● **TASK ITEM**:
Reproduce every entry exactly as shown.

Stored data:
┄┄┄┄┄┄

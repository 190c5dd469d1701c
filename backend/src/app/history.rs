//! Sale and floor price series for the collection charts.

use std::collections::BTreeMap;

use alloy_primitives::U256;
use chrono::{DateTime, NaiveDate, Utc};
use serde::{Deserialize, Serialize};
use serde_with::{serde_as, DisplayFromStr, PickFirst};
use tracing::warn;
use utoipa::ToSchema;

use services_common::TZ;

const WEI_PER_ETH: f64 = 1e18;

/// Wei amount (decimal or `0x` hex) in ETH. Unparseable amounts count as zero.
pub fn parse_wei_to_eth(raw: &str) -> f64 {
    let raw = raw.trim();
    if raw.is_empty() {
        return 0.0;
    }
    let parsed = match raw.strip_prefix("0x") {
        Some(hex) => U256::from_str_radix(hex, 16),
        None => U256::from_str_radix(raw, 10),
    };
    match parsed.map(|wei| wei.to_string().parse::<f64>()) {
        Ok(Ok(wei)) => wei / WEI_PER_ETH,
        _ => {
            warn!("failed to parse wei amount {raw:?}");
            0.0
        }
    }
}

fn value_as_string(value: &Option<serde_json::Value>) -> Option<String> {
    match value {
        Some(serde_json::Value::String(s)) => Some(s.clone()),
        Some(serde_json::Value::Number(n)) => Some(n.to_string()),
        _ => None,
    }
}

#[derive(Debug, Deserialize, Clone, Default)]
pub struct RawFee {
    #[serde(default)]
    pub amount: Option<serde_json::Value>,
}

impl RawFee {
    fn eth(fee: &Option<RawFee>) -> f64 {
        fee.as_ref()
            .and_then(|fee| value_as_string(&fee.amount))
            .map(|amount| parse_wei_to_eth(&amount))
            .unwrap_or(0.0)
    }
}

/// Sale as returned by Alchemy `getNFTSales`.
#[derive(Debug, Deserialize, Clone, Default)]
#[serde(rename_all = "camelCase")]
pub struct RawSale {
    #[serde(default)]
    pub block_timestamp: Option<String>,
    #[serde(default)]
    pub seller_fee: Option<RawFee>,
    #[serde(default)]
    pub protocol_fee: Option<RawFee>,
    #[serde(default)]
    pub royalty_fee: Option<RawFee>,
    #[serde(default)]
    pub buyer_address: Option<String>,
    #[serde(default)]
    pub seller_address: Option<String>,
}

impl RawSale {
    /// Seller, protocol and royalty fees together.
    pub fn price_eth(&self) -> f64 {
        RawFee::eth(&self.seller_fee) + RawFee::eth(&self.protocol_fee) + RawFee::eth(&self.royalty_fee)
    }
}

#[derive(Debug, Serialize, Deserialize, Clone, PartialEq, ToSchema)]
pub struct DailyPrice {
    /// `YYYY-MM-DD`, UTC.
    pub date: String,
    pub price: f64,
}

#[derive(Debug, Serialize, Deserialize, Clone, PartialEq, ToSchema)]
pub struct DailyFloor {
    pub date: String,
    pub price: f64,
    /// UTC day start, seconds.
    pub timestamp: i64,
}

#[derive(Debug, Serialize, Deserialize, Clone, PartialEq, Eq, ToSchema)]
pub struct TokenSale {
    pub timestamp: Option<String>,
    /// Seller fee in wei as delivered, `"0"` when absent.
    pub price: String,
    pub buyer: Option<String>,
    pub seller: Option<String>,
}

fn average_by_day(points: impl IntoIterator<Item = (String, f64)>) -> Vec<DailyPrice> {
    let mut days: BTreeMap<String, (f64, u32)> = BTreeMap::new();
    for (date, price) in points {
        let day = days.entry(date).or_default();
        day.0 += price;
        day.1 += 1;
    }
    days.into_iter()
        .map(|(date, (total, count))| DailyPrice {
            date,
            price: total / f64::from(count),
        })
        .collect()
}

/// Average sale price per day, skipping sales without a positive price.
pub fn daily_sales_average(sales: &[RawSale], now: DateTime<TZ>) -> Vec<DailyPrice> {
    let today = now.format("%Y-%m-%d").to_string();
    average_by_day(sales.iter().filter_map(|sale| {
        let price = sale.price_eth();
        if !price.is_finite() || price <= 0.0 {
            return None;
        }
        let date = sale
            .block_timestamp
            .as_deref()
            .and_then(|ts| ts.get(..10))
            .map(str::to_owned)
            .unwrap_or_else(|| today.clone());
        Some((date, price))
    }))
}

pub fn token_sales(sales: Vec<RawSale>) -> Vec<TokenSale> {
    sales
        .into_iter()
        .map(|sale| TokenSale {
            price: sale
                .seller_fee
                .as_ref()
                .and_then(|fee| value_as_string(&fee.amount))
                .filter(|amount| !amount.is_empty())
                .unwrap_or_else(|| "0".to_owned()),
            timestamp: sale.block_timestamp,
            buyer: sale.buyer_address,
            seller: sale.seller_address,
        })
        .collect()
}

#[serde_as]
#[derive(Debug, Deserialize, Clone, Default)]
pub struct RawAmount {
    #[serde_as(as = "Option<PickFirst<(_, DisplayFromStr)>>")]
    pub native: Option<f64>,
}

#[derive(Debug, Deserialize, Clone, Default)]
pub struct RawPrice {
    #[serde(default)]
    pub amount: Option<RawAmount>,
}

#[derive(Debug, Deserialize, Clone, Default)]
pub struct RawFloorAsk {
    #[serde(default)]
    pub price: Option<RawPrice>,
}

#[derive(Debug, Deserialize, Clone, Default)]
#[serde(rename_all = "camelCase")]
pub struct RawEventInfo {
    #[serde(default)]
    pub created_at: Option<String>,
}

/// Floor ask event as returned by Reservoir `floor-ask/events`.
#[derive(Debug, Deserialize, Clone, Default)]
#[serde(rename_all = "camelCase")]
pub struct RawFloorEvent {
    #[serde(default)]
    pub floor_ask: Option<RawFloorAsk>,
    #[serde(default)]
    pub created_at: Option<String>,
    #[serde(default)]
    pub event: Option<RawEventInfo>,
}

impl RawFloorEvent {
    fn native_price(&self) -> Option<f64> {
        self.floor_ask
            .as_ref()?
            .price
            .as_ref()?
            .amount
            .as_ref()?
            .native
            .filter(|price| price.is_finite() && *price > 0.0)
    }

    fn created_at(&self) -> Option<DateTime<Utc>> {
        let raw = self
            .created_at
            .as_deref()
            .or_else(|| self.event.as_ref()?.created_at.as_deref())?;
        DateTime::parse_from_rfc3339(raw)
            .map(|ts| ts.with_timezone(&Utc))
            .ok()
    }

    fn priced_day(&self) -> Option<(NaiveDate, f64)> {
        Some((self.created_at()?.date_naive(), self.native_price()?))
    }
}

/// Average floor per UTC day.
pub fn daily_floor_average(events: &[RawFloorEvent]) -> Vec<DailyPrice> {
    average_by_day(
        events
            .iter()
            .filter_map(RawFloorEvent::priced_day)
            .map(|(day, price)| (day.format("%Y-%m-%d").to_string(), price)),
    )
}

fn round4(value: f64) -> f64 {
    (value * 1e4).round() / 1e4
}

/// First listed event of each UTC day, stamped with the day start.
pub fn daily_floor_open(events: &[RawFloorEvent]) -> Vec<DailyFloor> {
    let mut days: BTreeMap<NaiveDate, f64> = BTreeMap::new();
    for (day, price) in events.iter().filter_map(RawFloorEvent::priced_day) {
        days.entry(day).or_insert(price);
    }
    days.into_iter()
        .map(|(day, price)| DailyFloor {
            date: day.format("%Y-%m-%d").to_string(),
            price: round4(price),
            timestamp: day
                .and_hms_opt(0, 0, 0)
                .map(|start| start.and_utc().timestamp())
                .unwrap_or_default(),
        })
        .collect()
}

┄┄┄┄┄┄

● **EXERCISE RESPONSE**:
repository 190c5dd469d1701c
filename backend/src/app/history.rs
//! Sale and floor price series for the collection charts.

use std::collections::BTreeMap;

use alloy_primitives::U256;
use chrono::{DateTime, NaiveDate, Utc};
use serde::{Deserialize, Serialize};
use serde_with::{serde_as, DisplayFromStr, PickFirst};
use tracing::warn;
use utoipa::ToSchema;

use services_common::TZ;

const WEI_PER_ETH: f64 = 1e18;

/// Wei amount (decimal or `0x` hex) in ETH. Unparseable amounts count as zero.
pub fn parse_wei_to_eth(raw: &str) -> f64 {
    let raw = raw.trim();
    if raw.is_empty() {
        return 0.0;
    }
    let parsed = match raw.strip_prefix("0x") {
        Some(hex) => U256::from_str_radix(hex, 16),
        None => U256::from_str_radix(raw, 10),
    };
    match parsed.map(|wei| wei.to_string().parse::<f64>()) {
        Ok(Ok(wei)) => wei / WEI_PER_ETH,
        _ => {
            warn!("failed to parse wei amount {raw:?}");
            0.0
        }
    }
}

fn value_as_string(value: &Option<serde_json::Value>) -> Option<String> {
    match value {
        Some(serde_json::Value::String(s)) => Some(s.clone()),
        Some(serde_json::Value::Number(n)) => Some(n.to_string()),
        _ => None,
    }
}

#[derive(Debug, Deserialize, Clone, Default)]
pub struct RawFee {
    #[serde(default)]
    pub amount: Option<serde_json::Value>,
}

impl RawFee {
    fn eth(fee: &Option<RawFee>) -> f64 {
        fee.as_ref()
            .and_then(|fee| value_as_string(&fee.amount))
            .map(|amount| parse_wei_to_eth(&amount))
            .unwrap_or(0.0)
    }
}

/// Sale as returned by Alchemy `getNFTSales`.
#[derive(Debug, Deserialize, Clone, Default)]
#[serde(rename_all = "camelCase")]
pub struct RawSale {
    #[serde(default)]
    pub block_timestamp: Option<String>,
    #[serde(default)]
    pub seller_fee: Option<RawFee>,
    #[serde(default)]
    pub protocol_fee: Option<RawFee>,
    #[serde(default)]
    pub royalty_fee: Option<RawFee>,
    #[serde(default)]
    pub buyer_address: Option<String>,
    #[serde(default)]
    pub seller_address: Option<String>,
}

impl RawSale {
    /// Seller, protocol and royalty fees together.
    pub fn price_eth(&self) -> f64 {
        RawFee::eth(&self.seller_fee) + RawFee::eth(&self.protocol_fee) + RawFee::eth(&self.royalty_fee)
    }
}

#[derive(Debug, Serialize, Deserialize, Clone, PartialEq, ToSchema)]
pub struct DailyPrice {
    /// `YYYY-MM-DD`, UTC.
    pub date: String,
    pub price: f64,
}

#[derive(Debug, Serialize, Deserialize, Clone, PartialEq, ToSchema)]
pub struct DailyFloor {
    pub date: String,
    pub price: f64,
    /// UTC day start, seconds.
    pub timestamp: i64,
}

#[derive(Debug, Serialize, Deserialize, Clone, PartialEq, Eq, ToSchema)]
pub struct TokenSale {
    pub timestamp: Option<String>,
    /// Seller fee in wei as delivered, `"0"` when absent.
    pub price: String,
    pub buyer: Option<String>,
    pub seller: Option<String>,
}

fn average_by_day(points: impl IntoIterator<Item = (String, f64)>) -> Vec<DailyPrice> {
    let mut days: BTreeMap<String, (f64, u32)> = BTreeMap::new();
    for (date, price) in points {
        let day = days.entry(date).or_default();
        day.0 += price;
        day.1 += 1;
    }
    days.into_iter()
        .map(|(date, (total, count))| DailyPrice {
            date,
            price: total / f64::from(count),
        })
        .collect()
}

/// Average sale price per day, skipping sales without a positive price.
pub fn daily_sales_average(sales: &[RawSale], now: DateTime<TZ>) -> Vec<DailyPrice> {
    let today = now.format("%Y-%m-%d").to_string();
    average_by_day(sales.iter().filter_map(|sale| {
        let price = sale.price_eth();
        if !price.is_finite() || price <= 0.0 {
            return None;
        }
        let date = sale
            .block_timestamp
            .as_deref()
            .and_then(|ts| ts.get(..10))
            .map(str::to_owned)
            .unwrap_or_else(|| today.clone());
        Some((date, price))
    }))
}

pub fn token_sales(sales: Vec<RawSale>) -> Vec<TokenSale> {
    sales
        .into_iter()
        .map(|sale| TokenSale {
            price: sale
                .seller_fee
                .as_ref()
                .and_then(|fee| value_as_string(&fee.amount))
                .filter(|amount| !amount.is_empty())
                .unwrap_or_else(|| "0".to_owned()),
            timestamp: sale.block_timestamp,
            buyer: sale.buyer_address,
            seller: sale.seller_address,
        })
        .collect()
}

#[serde_as]
#[derive(Debug, Deserialize, Clone, Default)]
pub struct RawAmount {
    #[serde_as(as = "Option<PickFirst<(_, DisplayFromStr)>>")]
    pub native: Option<f64>,
}

#[derive(Debug, Deserialize, Clone, Default)]
pub struct RawPrice {
    #[serde(default)]
    pub amount: Option<RawAmount>,
}

#[derive(Debug, Deserialize, Clone, Default)]
pub struct RawFloorAsk {
    #[serde(default)]
    pub price: Option<RawPrice>,
}

#[derive(Debug, Deserialize, Clone, Default)]
#[serde(rename_all = "camelCase")]
pub struct RawEventInfo {
    #[serde(default)]
    pub created_at: Option<String>,
}

/// Floor ask event as returned by Reservoir `floor-ask/events`.
#[derive(Debug, Deserialize, Clone, Default)]
#[serde(rename_all = "camelCase")]
pub struct RawFloorEvent {
    #[serde(default)]
    pub floor_ask: Option<RawFloorAsk>,
    #[serde(default)]
    pub created_at: Option<String>,
    #[serde(default)]
    pub event: Option<RawEventInfo>,
}

impl RawFloorEvent {
    fn native_price(&self) -> Option<f64> {
        self.floor_ask
            .as_ref()?
            .price
            .as_ref()?
            .amount
            .as_ref()?
            .native
            .filter(|price| price.is_finite() && *price > 0.0)
    }

    fn created_at(&self) -> Option<DateTime<Utc>> {
        let raw = self
            .created_at
            .as_deref()
            .or_else(|| self.event.as_ref()?.created_at.as_deref())?;
        DateTime::parse_from_rfc3339(raw)
            .map(|ts| ts.with_timezone(&Utc))
            .ok()
    }

    fn priced_day(&self) -> Option<(NaiveDate, f64)> {
        Some((self.created_at()?.date_naive(), self.native_price()?))
    }
}

/// Average floor per UTC day.
pub fn daily_floor_average(events: &[RawFloorEvent]) -> Vec<DailyPrice> {
    average_by_day(
        events
            .iter()
            .filter_map(RawFloorEvent::priced_day)
            .map(|(day, price)| (day.format("%Y-%m-%d").to_string(), price)),
    )
}

fn round4(value: f64) -> f64 {
    (value * 1e4).round() / 1e4
}

/// First listed event of each UTC day, stamped with the day start.
pub fn daily_floor_open(events: &[RawFloorEvent]) -> Vec<DailyFloor> {
    let mut days: BTreeMap<NaiveDate, f64> = BTreeMap::new();
    for (day, price) in events.iter().filter_map(RawFloorEvent::priced_day) {
        days.entry(day).or_insert(price);
    }
    days.into_iter()
        .map(|(day, price)| DailyFloor {
            date: day.format("%Y-%m-%d").to_string(),
            price: round4(price),
            timestamp: day
                .and_hms_opt(0, 0, 0)
                .map(|start| start.and_utc().timestamp())
                .unwrap_or_default(),
        })
        .collect()
}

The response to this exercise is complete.